------ Provided records

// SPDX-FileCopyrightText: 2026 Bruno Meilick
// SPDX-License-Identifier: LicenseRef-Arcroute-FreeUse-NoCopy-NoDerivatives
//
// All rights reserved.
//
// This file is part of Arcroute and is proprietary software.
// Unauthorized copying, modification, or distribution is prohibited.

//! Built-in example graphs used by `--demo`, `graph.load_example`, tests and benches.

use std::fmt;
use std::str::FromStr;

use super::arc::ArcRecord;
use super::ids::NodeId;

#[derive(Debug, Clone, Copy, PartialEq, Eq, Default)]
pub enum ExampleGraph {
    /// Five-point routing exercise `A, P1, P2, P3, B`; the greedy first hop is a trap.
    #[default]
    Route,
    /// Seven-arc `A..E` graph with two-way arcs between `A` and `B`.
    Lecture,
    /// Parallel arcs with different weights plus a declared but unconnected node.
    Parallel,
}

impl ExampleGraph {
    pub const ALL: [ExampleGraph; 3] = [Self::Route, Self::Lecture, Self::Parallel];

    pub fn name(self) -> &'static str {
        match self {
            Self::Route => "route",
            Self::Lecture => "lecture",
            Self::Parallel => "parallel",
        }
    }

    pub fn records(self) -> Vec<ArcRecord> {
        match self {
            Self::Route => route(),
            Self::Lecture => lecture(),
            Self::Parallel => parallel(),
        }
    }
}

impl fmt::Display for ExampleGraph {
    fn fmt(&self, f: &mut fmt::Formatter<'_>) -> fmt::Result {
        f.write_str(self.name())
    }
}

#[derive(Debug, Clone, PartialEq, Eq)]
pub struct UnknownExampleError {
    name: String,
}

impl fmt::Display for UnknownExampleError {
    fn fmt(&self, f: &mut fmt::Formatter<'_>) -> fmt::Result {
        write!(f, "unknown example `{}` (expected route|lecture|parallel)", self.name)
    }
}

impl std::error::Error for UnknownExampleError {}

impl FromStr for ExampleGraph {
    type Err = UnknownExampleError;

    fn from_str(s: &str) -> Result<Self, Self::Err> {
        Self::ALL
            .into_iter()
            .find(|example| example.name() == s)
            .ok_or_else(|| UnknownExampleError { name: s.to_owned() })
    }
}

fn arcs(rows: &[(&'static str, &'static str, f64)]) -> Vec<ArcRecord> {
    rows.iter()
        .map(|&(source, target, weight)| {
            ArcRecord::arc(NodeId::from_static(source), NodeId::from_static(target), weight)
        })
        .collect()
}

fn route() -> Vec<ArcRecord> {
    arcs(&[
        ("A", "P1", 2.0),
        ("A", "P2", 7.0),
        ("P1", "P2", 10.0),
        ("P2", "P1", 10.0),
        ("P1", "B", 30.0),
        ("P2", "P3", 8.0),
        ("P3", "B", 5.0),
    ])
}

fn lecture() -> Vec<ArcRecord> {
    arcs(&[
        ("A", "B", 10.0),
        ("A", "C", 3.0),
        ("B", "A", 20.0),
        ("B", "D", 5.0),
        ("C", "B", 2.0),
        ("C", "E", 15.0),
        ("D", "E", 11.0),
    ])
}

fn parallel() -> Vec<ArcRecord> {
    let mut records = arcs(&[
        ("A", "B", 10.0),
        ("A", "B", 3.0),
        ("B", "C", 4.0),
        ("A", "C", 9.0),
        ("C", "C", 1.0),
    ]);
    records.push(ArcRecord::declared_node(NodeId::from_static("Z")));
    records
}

------------

• _What you have to do_:
Quote all the records exactly, please, leaving none out.

• _Result below_:
// SPDX-FileCopyrightText: 2026 Bruno Meilick
// SPDX-License-Identifier: LicenseRef-Arcroute-FreeUse-NoCopy-NoDerivatives
//
// All rights reserved.
//
// This file is part of Arcroute and is proprietary software.
// Unauthorized copying, modification, or distribution is prohibited.

//! Built-in example graphs used by `--demo`, `graph.load_example`, tests and benches.

use std::fmt;
use std::str::FromStr;

use super::arc::ArcRecord;
use super::ids::NodeId;

#[derive(Debug, Clone, Copy, PartialEq, Eq, Default)]
pub enum ExampleGraph {
    /// Five-point routing exercise `A, P1, P2, P3, B`; the greedy first hop is a trap.
    #[default]
    Route,
    /// Seven-arc `A..E` graph with two-way arcs between `A` and `B`.
    Lecture,
    /// Parallel arcs with different weights plus a declared but unconnected node.
    Parallel,
}

impl ExampleGraph {
    pub const ALL: [ExampleGraph; 3] = [Self::Route, Self::Lecture, Self::Parallel];

    pub fn name(self) -> &'static str {
        match self {
            Self::Route => "route",
            Self::Lecture => "lecture",
            Self::Parallel => "parallel",
        }
    }

    pub fn records(self) -> Vec<ArcRecord> {
        match self {
            Self::Route => route(),
            Self::Lecture => lecture(),
            Self::Parallel => parallel(),
        }
    }
}

impl fmt::Display for ExampleGraph {
    fn fmt(&self, f: &mut fmt::Formatter<'_>) -> fmt::Result {
        f.write_str(self.name())
    }
}

#[derive(Debug, Clone, PartialEq, Eq)]
pub struct UnknownExampleError {
    name: String,
}

impl fmt::Display for UnknownExampleError {
    fn fmt(&self, f: &mut fmt::Formatter<'_>) -> fmt::Result {
        write!(f, "unknown example `{}` (expected route|lecture|parallel)", self.name)
    }
}

impl std::error::Error for UnknownExampleError {}

impl FromStr for ExampleGraph {
    type Err = UnknownExampleError;

    fn from_str(s: &str) -> Result<Self, Self::Err> {
        Self::ALL
            .into_iter()
            .find(|example| example.name() == s)
            .ok_or_else(|| UnknownExampleError { name: s.to_owned() })
    }
}

fn arcs(rows: &[(&'static str, &'static str, f64)]) -> Vec<ArcRecord> {
    rows.iter()
        .map(|&(source, target, weight)| {
            ArcRecord::arc(NodeId::from_static(source), NodeId::from_static(target), weight)
        })
        .collect()
}

fn route() -> Vec<ArcRecord> {
    arcs(&[
        ("A", "P1", 2.0),
        ("A", "P2", 7.0),
        ("P1", "P2", 10.0),
        ("P2", "P1", 10.0),
        ("P1", "B", 30.0),
        ("P2", "P3", 8.0),
        ("P3", "B", 5.0),
    ])
}

fn lecture() -> Vec<ArcRecord> {
    arcs(&[
        ("A", "B", 10.0),
        ("A", "C", 3.0),
        ("B", "A", 20.0),
        ("B", "D", 5.0),
        ("C", "B", 2.0),
        ("C", "E", 15.0),
        ("D", "E", 11.0),
    ])
}

fn parallel() -> Vec<ArcRecord> {
    let mut records = arcs(&[
        ("A", "B", 10.0),
        ("A", "B", 3.0),
        ("B", "C", 4.0),
        ("A", "C", 9.0),
        ("C", "C", 1.0),
    ]);
    records.push(ArcRecord::declared_node(NodeId::from_static("Z")));
    records
}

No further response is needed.